Indulge Time Pass with Pavan Verma | 'Ram was a vanquisher, but not vengeful’

Varma also opens up about why he chose Tulsidas’s pathbreaking text as the subject for his new book, especially since there are 300 versions of Ramayan in existence.

Published: 09th June 2020 03:07 AM  |   Last Updated: 09th June 2020 09:20 AM   |  A+A-

Pavan Verma (Right) at a literature festival event. (File |PTI)

Express News Service

Former MP and diplomat

Pavan K Varma’s upcoming book explores the facets of philosophy in Tulsidas’s ‘Ramcharitmanas’.

The book, titled ‘The Greatest Ode to Lord Ram’, provides an exploratory commentary to better define the aesthetics, romance and imagery of Tulsidas’s seminal Awadhi text.

For the latest edition of Indulge Time Pass, journalist and author Kaveree Bamzai catches up with the author to explore the contemporary relevance of the ‘Ramcharitmanas’.

Why is Ram still so relevant as a leader? Varma explains, “Ram fought against injustice, he could resort to action, take up arms to grapple with what is unfair. But even in his anger, he was always a man of balance. He tells Bharat that there is no greater religion than the welfare of another. Which is how the term ‘jan anuragi’ came about, which means beloved of the people. He’s not a vengeful god even those he vanquishes; he gives them deliverance.”

Varma also opens up about why he chose Tulsidas’s pathbreaking text as the subject for his new book, especially since there are 300 versions of Ramayan in existence.

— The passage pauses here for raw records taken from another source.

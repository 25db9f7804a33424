use std::sync::atomic::{AtomicBool, Ordering};

/// Cooperative cancellation shared by every algorithm entry point.
///
/// A context is created by the caller and borrowed for the duration of a computation.
/// Algorithms poll [`Context::is_terminated`] at well defined points (once per elimination
/// step, once per processed tree node, once per decomposition of the iterative driver) and
/// stop without exposing partially built results once the flag is set.
#[derive(Debug, Default)]
pub struct Context {
    terminated: AtomicBool,
}

impl Context {
    pub fn new() -> Self {
        Self::default()
    }

    #[inline]
    pub fn is_terminated(&self) -> bool {
        self.terminated.load(Ordering::SeqCst)
    }

    pub fn terminate(&self) {
        self.terminated.store(true, Ordering::SeqCst);
    }

    pub fn reset(&self) {
        self.terminated.store(false, Ordering::SeqCst);
    }
}

#[cfg(test)]
mod tests {
    use crate::context::Context;
    use std::sync::Arc;
    use std::thread;

    #[test]
    fn terminate_and_reset() {
        let context = Context::new();
        assert!(!context.is_terminated());
        context.terminate();
        assert!(context.is_terminated());
        context.reset();
        assert!(!context.is_terminated());
    }

    #[test]
    fn terminate_from_other_thread() {
        let context = Arc::new(Context::new());
        let shared = Arc::clone(&context);
        thread::spawn(move || shared.terminate()).join().unwrap();
        assert!(context.is_terminated());
    }
}
use crate::context::Context;
use crate::datastructures::is_sorted_subset;
use crate::error::DecompositionError;
use crate::graph::HyperedgeGraph;
use crate::manipulation::{ManipulationOutcome, TreeDecompositionOperation};
use crate::tree_decomposition::{NodeId, TreeDecomposition};

/// Removes every node whose bag is a subset of an adjacent bag.
#[derive(Debug, Clone, Copy, Default)]
pub struct Compression;

impl Compression {
    fn find_combinable(td: &TreeDecomposition, node: NodeId) -> Option<NodeId> {
        td.neighbors(node)
            .into_iter()
            .find(|n| is_sorted_subset(td.bag(node), td.bag(*n)))
    }

    /// Merges `node` into its neighbor `target`, whose bag contains the bag of `node`.
    fn merge_into(td: &mut TreeDecomposition, node: NodeId, target: NodeId) {
        if td.parent(target) == Some(node) {
            td.swap_with_parent(target);
        }
        td.remove_node(node);
    }
}

impl TreeDecompositionOperation for Compression {
    fn apply(
        &self,
        _graph: &dyn HyperedgeGraph,
        td: &mut TreeDecomposition,
        ctx: &Context,
    ) -> Result<ManipulationOutcome, DecompositionError> {
        let mut outcome = ManipulationOutcome::default();
        let mut changed = true;
        while changed {
            changed = false;
            let nodes: Vec<NodeId> = td.nodes().collect();
            for node in nodes {
                if ctx.is_terminated() {
                    return Ok(outcome);
                }
                if !td.is_node(node) {
                    continue;
                }
                if let Some(target) = Self::find_combinable(td, node) {
                    Self::merge_into(td, node, target);
                    outcome.removed.push(node);
                    changed = true;
                }
            }
        }
        Ok(outcome)
    }
}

“I have attempted to deconstruct Hinduism by pointing to the many traditions existing within it. There are so many regional, localised versions of Ramayan. This is not to say that the Hindu religion is fragmented; it means that the religion allowed for a great deal of diversity and plurality within itself,” remarks the author.

Asked if Ram is all the more relevant now, what with so much importance being placed upon the idea of an ‘ideal citizen’ amid the lockdown, Varma says, “You know in theoretical evolution of polity, the citizen has always mattered. When Ramayan or Mahabharat was written, or when Chanakya wrote Arthshastra, that’s always been the case. And the same goes for the Ramcharitmanas.”

Quizzed on the similarities between the text and the cult ’80s TV show Ramayan which returned to the small screen recently, much to the delight of many Indian viewers, the author says, “The show is close to the narrative of the epic. There are many philosophical templates that accompany the Ramayan because each character has his/her own philosophies. Laksman, for instance, who has always been portrayed as someone who is quick to anger, tells Nishad, that everything that happens is the consequence of your karma, which is so profound. The TV series sometimes does not have the space to carry out these details, but it’s always been enjoyable.”